Would you please retype the records that follow, word for word?

╭──

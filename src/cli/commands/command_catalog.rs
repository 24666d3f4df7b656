// CLI commands module.
// Each administrative task gets its own command file.
pub mod cleanup;
pub mod courses;
pub mod grades;
pub mod quiz;
pub mod slides;
pub mod training;

use std::path::PathBuf;

use anyhow::Context;
use clap::{Parser, Subcommand};

use crate::infra::config::{AppConfig, ServiceAccountSource};
use crate::infra::google::GoogleApi;

/// Command-line arguments for classroom-admin.
#[derive(Parser, Debug)]
#[command(name = "classroom-admin")]
#[command(author, version, about = "Administrative automation for Google Classroom")]
#[command(long_about = r#"
Automates Google Classroom administration: courses, quiz assignments,
grade synchronization, bulk cleanup, training provisioning and
document-to-slide conversion.

Credentials are read from (in priority order):
1. --service-account-key / GOOGLE_SERVICE_ACCOUNT_KEY / GOOGLE_SERVICE_ACCOUNT_JSON
2. --token-file / CLASSROOM_ADMIN_TOKEN_FILE (default: token.json)

Example:
  classroom-admin list-courses --state ACTIVE
  classroom-admin create-quiz --questions week1.txt
  classroom-admin doc-to-slides --dir ./lessons
"#)]
pub struct Cli {
    /// Log at debug level (RUST_LOG still wins when set)
    #[arg(short, long, global = true)]
    pub verbose: bool,

    /// Authorized-user token file
    #[arg(long, global = true, value_name = "PATH")]
    pub token_file: Option<PathBuf>,

    /// Service account key file
    #[arg(long, global = true, value_name = "PATH")]
    pub service_account_key: Option<PathBuf>,

    /// User the service account acts for
    #[arg(long, global = true, value_name = "EMAIL")]
    pub impersonate: Option<String>,

    #[command(subcommand)]
    pub command: Command,
}

#[derive(Subcommand, Debug)]
pub enum Command {
    /// Build a Forms quiz from question text and post it as an assignment
    CreateQuiz(quiz::CreateQuizArgs),
    /// Parse a question file and show the result without contacting Google
    CheckQuiz(quiz::CheckQuizArgs),
    /// Copy quiz scores from a response sheet into Classroom grades
    SyncGrades(grades::SyncGradesArgs),
    /// List courses
    ListCourses(courses::ListCoursesArgs),
    /// Create one course, or several interactively
    CreateCourse(courses::CreateCourseArgs),
    /// Archive and delete courses
    RemoveCourses(courses::RemoveCoursesArgs),
    /// Show the student roster of a course
    ListStudents(courses::ListStudentsArgs),
    /// Delete every coursework and course material
    PurgeCoursework(cleanup::PurgeArgs),
    /// Create training courses, topics and materials from a structure file
    ProvisionTraining(training::ProvisionArgs),
    /// Convert Word or Google documents into Markdown slide decks
    DocToSlides(slides::DocToSlidesArgs),
}

impl Cli {
    /// Flags given on the command line take precedence over the environment.
    pub fn apply_overrides(&self, config: &mut AppConfig) {
        if let Some(path) = &self.token_file {
            config.token_file = path.clone();
        }
        if let Some(path) = &self.service_account_key {
            config.service_account = Some(ServiceAccountSource::KeyFile(path.clone()));
        }
        if let Some(user) = &self.impersonate {
            config.impersonate_user = Some(user.clone());
        }
    }
}

pub async fn run(command: Command, config: AppConfig) -> anyhow::Result<()> {
    match command {
        // Offline commands never touch credentials.
        Command::CheckQuiz(args) => quiz::check(args).await,
        Command::DocToSlides(args) if args.google_doc.is_none() => slides::run(args, None).await,

        Command::CreateQuiz(args) => quiz::create(args, &config, connect(&config).await?).await,
        Command::SyncGrades(args) => grades::run(args, &config, connect(&config).await?).await,
        Command::ListCourses(args) => courses::list(args, connect(&config).await?).await,
        Command::CreateCourse(args) => courses::create(args, connect(&config).await?).await,
        Command::RemoveCourses(args) => courses::remove(args, connect(&config).await?).await,
        Command::ListStudents(args) => courses::students(args, connect(&config).await?).await,
        Command::PurgeCoursework(args) => cleanup::run(args, connect(&config).await?).await,
        Command::ProvisionTraining(args) => {
            training::run(args, &config, connect(&config).await?).await
        }
        Command::DocToSlides(args) => {
            let api = connect(&config).await?;
            slides::run(args, Some(api)).await
        }
    }
}

/// Authenticated transport shared by every client of one run.
async fn connect(config: &AppConfig) -> anyhow::Result<GoogleApi> {
    let auth = config
        .token_provider()
        .await
        .context("Failed to load Google credentials")?;
    GoogleApi::new(auth).context("Failed to build HTTP client")
}

#[cfg(test)]
mod tests {
    use super::*;

    #[test]
    fn test_cli_definition_is_valid() {
        use clap::CommandFactory;
        Cli::command().debug_assert();
    }

    #[test]
    fn test_global_overrides() {
        let cli = Cli::try_parse_from([
            "classroom-admin",
            "list-courses",
            "--token-file",
            "other.json",
            "--service-account-key",
            "sa.json",
        ])
        .unwrap();

        let mut config = AppConfig::default();
        cli.apply_overrides(&mut config);

        assert_eq!(config.token_file, PathBuf::from("other.json"));
        assert_eq!(
            config.service_account,
            Some(ServiceAccountSource::KeyFile(PathBuf::from("sa.json")))
        );
    }

    #[test]
    fn test_unknown_subcommand_is_rejected() {
        assert!(Cli::try_parse_from(["classroom-admin", "teleport"]).is_err());
    }
}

╰──

Result for this task:
filename src/cli/commands/command_catalog.rs
repository 24666d3f4df7b656
// CLI commands module.
// Each administrative task gets its own command file.
pub mod cleanup;
pub mod courses;
pub mod grades;
pub mod quiz;
pub mod slides;
pub mod training;

use std::path::PathBuf;

use anyhow::Context;
use clap::{Parser, Subcommand};

use crate::infra::config::{AppConfig, ServiceAccountSource};
use crate::infra::google::GoogleApi;

/// Command-line arguments for classroom-admin.
#[derive(Parser, Debug)]
#[command(name = "classroom-admin")]
#[command(author, version, about = "Administrative automation for Google Classroom")]
#[command(long_about = r#"
Automates Google Classroom administration: courses, quiz assignments,
grade synchronization, bulk cleanup, training provisioning and
document-to-slide conversion.

Credentials are read from (in priority order):
1. --service-account-key / GOOGLE_SERVICE_ACCOUNT_KEY / GOOGLE_SERVICE_ACCOUNT_JSON
2. --token-file / CLASSROOM_ADMIN_TOKEN_FILE (default: token.json)

Example:
  classroom-admin list-courses --state ACTIVE
  classroom-admin create-quiz --questions week1.txt
  classroom-admin doc-to-slides --dir ./lessons
"#)]
pub struct Cli {
    /// Log at debug level (RUST_LOG still wins when set)
    #[arg(short, long, global = true)]
    pub verbose: bool,

    /// Authorized-user token file
    #[arg(long, global = true, value_name = "PATH")]
    pub token_file: Option<PathBuf>,

    /// Service account key file
    #[arg(long, global = true, value_name = "PATH")]
    pub service_account_key: Option<PathBuf>,

    /// User the service account acts for
    #[arg(long, global = true, value_name = "EMAIL")]
    pub impersonate: Option<String>,

    #[command(subcommand)]
    pub command: Command,
}

#[derive(Subcommand, Debug)]
pub enum Command {
    /// Build a Forms quiz from question text and post it as an assignment
    CreateQuiz(quiz::CreateQuizArgs),
    /// Parse a question file and show the result without contacting Google
    CheckQuiz(quiz::CheckQuizArgs),
    /// Copy quiz scores from a response sheet into Classroom grades
    SyncGrades(grades::SyncGradesArgs),
    /// List courses
    ListCourses(courses::ListCoursesArgs),
    /// Create one course, or several interactively
    CreateCourse(courses::CreateCourseArgs),
    /// Archive and delete courses
    RemoveCourses(courses::RemoveCoursesArgs),
    /// Show the student roster of a course
    ListStudents(courses::ListStudentsArgs),
    /// Delete every coursework and course material
    PurgeCoursework(cleanup::PurgeArgs),
    /// Create training courses, topics and materials from a structure file
    ProvisionTraining(training::ProvisionArgs),
    /// Convert Word or Google documents into Markdown slide decks
    DocToSlides(slides::DocToSlidesArgs),
}

impl Cli {
    /// Flags given on the command line take precedence over the environment.
    pub fn apply_overrides(&self, config: &mut AppConfig) {
        if let Some(path) = &self.token_file {
            config.token_file = path.clone();
        }
        if let Some(path) = &self.service_account_key {
            config.service_account = Some(ServiceAccountSource::KeyFile(path.clone()));
        }
        if let Some(user) = &self.impersonate {
            config.impersonate_user = Some(user.clone());
        }
    }
}

pub async fn run(command: Command, config: AppConfig) -> anyhow::Result<()> {
    match command {
        // Offline commands never touch credentials.
        Command::CheckQuiz(args) => quiz::check(args).await,
        Command::DocToSlides(args) if args.google_doc.is_none() => slides::run(args, None).await,

        Command::CreateQuiz(args) => quiz::create(args, &config, connect(&config).await?).await,
        Command::SyncGrades(args) => grades::run(args, &config, connect(&config).await?).await,
        Command::ListCourses(args) => courses::list(args, connect(&config).await?).await,
        Command::CreateCourse(args) => courses::create(args, connect(&config).await?).await,
        Command::RemoveCourses(args) => courses::remove(args, connect(&config).await?).await,
        Command::ListStudents(args) => courses::students(args, connect(&config).await?).await,
        Command::PurgeCoursework(args) => cleanup::run(args, connect(&config).await?).await,
        Command::ProvisionTraining(args) => {
            training::run(args, &config, connect(&config).await?).await
        }
        Command::DocToSlides(args) => {
            let api = connect(&config).await?;
            slides::run(args, Some(api)).await
        }
    }
}

/// Authenticated transport shared by every client of one run.
async fn connect(config: &AppConfig) -> anyhow::Result<GoogleApi> {
    let auth = config
        .token_provider()
        .await
        .context("Failed to load Google credentials")?;
    GoogleApi::new(auth).context("Failed to build HTTP client")
}

#[cfg(test)]
mod tests {
    use super::*;

    #[test]
    fn test_cli_definition_is_valid() {
        use clap::CommandFactory;
        Cli::command().debug_assert();
    }

    #[test]
    fn test_global_overrides() {
        let cli = Cli::try_parse_from([
            "classroom-admin",
            "list-courses",
            "--token-file",
            "other.json",
            "--service-account-key",
            "sa.json",
        ])
        .unwrap();

        let mut config = AppConfig::default();
        cli.apply_overrides(&mut config);

        assert_eq!(config.token_file, PathBuf::from("other.json"));
        assert_eq!(
            config.service_account,
            Some(ServiceAccountSource::KeyFile(PathBuf::from("sa.json")))
        );
    }

    #[test]
    fn test_unknown_subcommand_is_rejected() {
        assert!(Cli::try_parse_from(["classroom-admin", "teleport"]).is_err());
    }
}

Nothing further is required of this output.